### DATA TO PROCESS

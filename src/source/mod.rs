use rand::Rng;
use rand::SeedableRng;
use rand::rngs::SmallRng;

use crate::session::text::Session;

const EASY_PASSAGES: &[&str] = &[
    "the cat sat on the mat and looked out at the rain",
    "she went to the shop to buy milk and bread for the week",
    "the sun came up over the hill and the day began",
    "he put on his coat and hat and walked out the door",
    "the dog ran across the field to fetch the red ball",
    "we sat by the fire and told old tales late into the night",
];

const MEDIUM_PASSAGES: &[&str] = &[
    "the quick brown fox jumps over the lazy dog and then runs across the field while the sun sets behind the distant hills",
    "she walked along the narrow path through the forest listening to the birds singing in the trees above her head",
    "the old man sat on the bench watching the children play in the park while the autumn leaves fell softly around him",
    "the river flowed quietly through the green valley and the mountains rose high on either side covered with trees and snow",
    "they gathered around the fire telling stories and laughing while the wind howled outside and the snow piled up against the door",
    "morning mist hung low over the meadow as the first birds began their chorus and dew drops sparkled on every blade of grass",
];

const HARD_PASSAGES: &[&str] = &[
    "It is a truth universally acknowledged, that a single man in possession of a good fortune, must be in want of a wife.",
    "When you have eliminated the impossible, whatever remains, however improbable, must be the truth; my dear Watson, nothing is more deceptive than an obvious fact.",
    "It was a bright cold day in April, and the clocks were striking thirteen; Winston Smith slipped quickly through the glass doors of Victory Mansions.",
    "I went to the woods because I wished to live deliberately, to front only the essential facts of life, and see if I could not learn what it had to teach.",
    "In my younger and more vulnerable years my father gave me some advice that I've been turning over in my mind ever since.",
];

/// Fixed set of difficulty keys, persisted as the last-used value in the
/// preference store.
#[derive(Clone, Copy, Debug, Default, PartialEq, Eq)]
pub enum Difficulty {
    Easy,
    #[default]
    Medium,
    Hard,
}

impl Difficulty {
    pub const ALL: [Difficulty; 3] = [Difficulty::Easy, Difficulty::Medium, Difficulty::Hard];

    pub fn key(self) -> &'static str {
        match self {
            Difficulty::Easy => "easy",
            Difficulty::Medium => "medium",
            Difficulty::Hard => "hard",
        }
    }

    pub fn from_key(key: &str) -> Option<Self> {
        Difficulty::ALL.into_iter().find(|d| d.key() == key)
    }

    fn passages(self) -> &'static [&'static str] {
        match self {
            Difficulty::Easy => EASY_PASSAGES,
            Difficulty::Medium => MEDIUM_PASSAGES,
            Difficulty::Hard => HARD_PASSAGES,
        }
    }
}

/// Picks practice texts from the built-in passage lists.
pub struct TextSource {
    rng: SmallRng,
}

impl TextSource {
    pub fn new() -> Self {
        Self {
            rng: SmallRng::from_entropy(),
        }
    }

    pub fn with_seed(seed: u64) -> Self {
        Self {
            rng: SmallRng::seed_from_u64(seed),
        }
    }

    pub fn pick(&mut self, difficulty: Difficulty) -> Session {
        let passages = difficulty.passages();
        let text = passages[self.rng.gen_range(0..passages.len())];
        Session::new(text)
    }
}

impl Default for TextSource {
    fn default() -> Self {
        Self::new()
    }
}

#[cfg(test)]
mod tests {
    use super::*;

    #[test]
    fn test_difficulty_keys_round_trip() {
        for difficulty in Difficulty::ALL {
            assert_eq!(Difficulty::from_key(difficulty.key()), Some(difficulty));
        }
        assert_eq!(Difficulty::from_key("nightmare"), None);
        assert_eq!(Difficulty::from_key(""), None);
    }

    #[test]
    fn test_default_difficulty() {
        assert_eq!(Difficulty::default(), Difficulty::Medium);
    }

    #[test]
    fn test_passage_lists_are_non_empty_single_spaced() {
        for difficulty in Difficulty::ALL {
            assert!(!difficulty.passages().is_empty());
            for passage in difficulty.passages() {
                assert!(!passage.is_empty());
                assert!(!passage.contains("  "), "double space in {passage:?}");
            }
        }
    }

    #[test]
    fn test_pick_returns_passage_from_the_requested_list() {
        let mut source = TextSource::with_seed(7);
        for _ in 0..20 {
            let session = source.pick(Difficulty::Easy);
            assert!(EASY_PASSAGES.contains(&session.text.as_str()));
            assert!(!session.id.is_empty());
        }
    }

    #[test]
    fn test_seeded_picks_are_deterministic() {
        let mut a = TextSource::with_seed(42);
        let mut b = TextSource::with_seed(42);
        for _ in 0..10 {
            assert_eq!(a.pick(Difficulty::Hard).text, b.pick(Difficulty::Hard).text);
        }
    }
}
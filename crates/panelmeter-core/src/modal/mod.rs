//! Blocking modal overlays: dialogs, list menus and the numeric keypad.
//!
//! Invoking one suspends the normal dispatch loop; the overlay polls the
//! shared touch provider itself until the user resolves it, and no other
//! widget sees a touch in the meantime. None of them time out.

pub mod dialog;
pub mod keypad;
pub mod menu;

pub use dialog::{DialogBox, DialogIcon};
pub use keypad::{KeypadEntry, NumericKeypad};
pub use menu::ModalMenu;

######

• **DIRECTIONS**
Copy down the entries exactly, leaving out no line.

• **RESULT**
filename src/source/mod.rs
use rand::Rng;
use rand::SeedableRng;
use rand::rngs::SmallRng;

use crate::session::text::Session;

const EASY_PASSAGES: &[&str] = &[
    "the cat sat on the mat and looked out at the rain",
    "she went to the shop to buy milk and bread for the week",
    "the sun came up over the hill and the day began",
    "he put on his coat and hat and walked out the door",
    "the dog ran across the field to fetch the red ball",
    "we sat by the fire and told old tales late into the night",
];

const MEDIUM_PASSAGES: &[&str] = &[
    "the quick brown fox jumps over the lazy dog and then runs across the field while the sun sets behind the distant hills",
    "she walked along the narrow path through the forest listening to the birds singing in the trees above her head",
    "the old man sat on the bench watching the children play in the park while the autumn leaves fell softly around him",
    "the river flowed quietly through the green valley and the mountains rose high on either side covered with trees and snow",
    "they gathered around the fire telling stories and laughing while the wind howled outside and the snow piled up against the door",
    "morning mist hung low over the meadow as the first birds began their chorus and dew drops sparkled on every blade of grass",
];

const HARD_PASSAGES: &[&str] = &[
    "It is a truth universally acknowledged, that a single man in possession of a good fortune, must be in want of a wife.",
    "When you have eliminated the impossible, whatever remains, however improbable, must be the truth; my dear Watson, nothing is more deceptive than an obvious fact.",
    "It was a bright cold day in April, and the clocks were striking thirteen; Winston Smith slipped quickly through the glass doors of Victory Mansions.",
    "I went to the woods because I wished to live deliberately, to front only the essential facts of life, and see if I could not learn what it had to teach.",
    "In my younger and more vulnerable years my father gave me some advice that I've been turning over in my mind ever since.",
];

/// Fixed set of difficulty keys, persisted as the last-used value in the
/// preference store.
#[derive(Clone, Copy, Debug, Default, PartialEq, Eq)]
pub enum Difficulty {
    Easy,
    #[default]
    Medium,
    Hard,
}

impl Difficulty {
    pub const ALL: [Difficulty; 3] = [Difficulty::Easy, Difficulty::Medium, Difficulty::Hard];

    pub fn key(self) -> &'static str {
        match self {
            Difficulty::Easy => "easy",
            Difficulty::Medium => "medium",
            Difficulty::Hard => "hard",
        }
    }

    pub fn from_key(key: &str) -> Option<Self> {
        Difficulty::ALL.into_iter().find(|d| d.key() == key)
    }

    fn passages(self) -> &'static [&'static str] {
        match self {
            Difficulty::Easy => EASY_PASSAGES,
            Difficulty::Medium => MEDIUM_PASSAGES,
            Difficulty::Hard => HARD_PASSAGES,
        }
    }
}

/// Picks practice texts from the built-in passage lists.
pub struct TextSource {
    rng: SmallRng,
}

impl TextSource {
    pub fn new() -> Self {
        Self {
            rng: SmallRng::from_entropy(),
        }
    }

    pub fn with_seed(seed: u64) -> Self {
        Self {
            rng: SmallRng::seed_from_u64(seed),
        }
    }

    pub fn pick(&mut self, difficulty: Difficulty) -> Session {
        let passages = difficulty.passages();
        let text = passages[self.rng.gen_range(0..passages.len())];
        Session::new(text)
    }
}

impl Default for TextSource {
    fn default() -> Self {
        Self::new()
    }
}

#[cfg(test)]
mod tests {
    use super::*;

    #[test]
    fn test_difficulty_keys_round_trip() {
        for difficulty in Difficulty::ALL {
            assert_eq!(Difficulty::from_key(difficulty.key()), Some(difficulty));
        }
        assert_eq!(Difficulty::from_key("nightmare"), None);
        assert_eq!(Difficulty::from_key(""), None);
    }

    #[test]
    fn test_default_difficulty() {
        assert_eq!(Difficulty::default(), Difficulty::Medium);
    }

    #[test]
    fn test_passage_lists_are_non_empty_single_spaced() {
        for difficulty in Difficulty::ALL {
            assert!(!difficulty.passages().is_empty());
            for passage in difficulty.passages() {
                assert!(!passage.is_empty());
                assert!(!passage.contains("  "), "double space in {passage:?}");
            }
        }
    }

    #[test]
    fn test_pick_returns_passage_from_the_requested_list() {
        let mut source = TextSource::with_seed(7);
        for _ in 0..20 {
            let session = source.pick(Difficulty::Easy);
            assert!(EASY_PASSAGES.contains(&session.text.as_str()));
            assert!(!session.id.is_empty());
        }
    }

    #[test]
    fn test_seeded_picks_are_deterministic() {
        let mut a = TextSource::with_seed(42);
        let mut b = TextSource::with_seed(42);
        for _ in 0..10 {
            assert_eq!(a.pick(Difficulty::Hard).text, b.pick(Difficulty::Hard).text);
        }
    }
}
filename crates/panelmeter-core/src/modal/mod.rs
//! Blocking modal overlays: dialogs, list menus and the numeric keypad.
//!
//! Invoking one suspends the normal dispatch loop; the overlay polls the
//! shared touch provider itself until the user resolves it, and no other
//! widget sees a touch in the meantime. None of them time out.

pub mod dialog;
pub mod keypad;
pub mod menu;

pub use dialog::{DialogBox, DialogIcon};
pub use keypad::{KeypadEntry, NumericKeypad};
pub use menu::ModalMenu;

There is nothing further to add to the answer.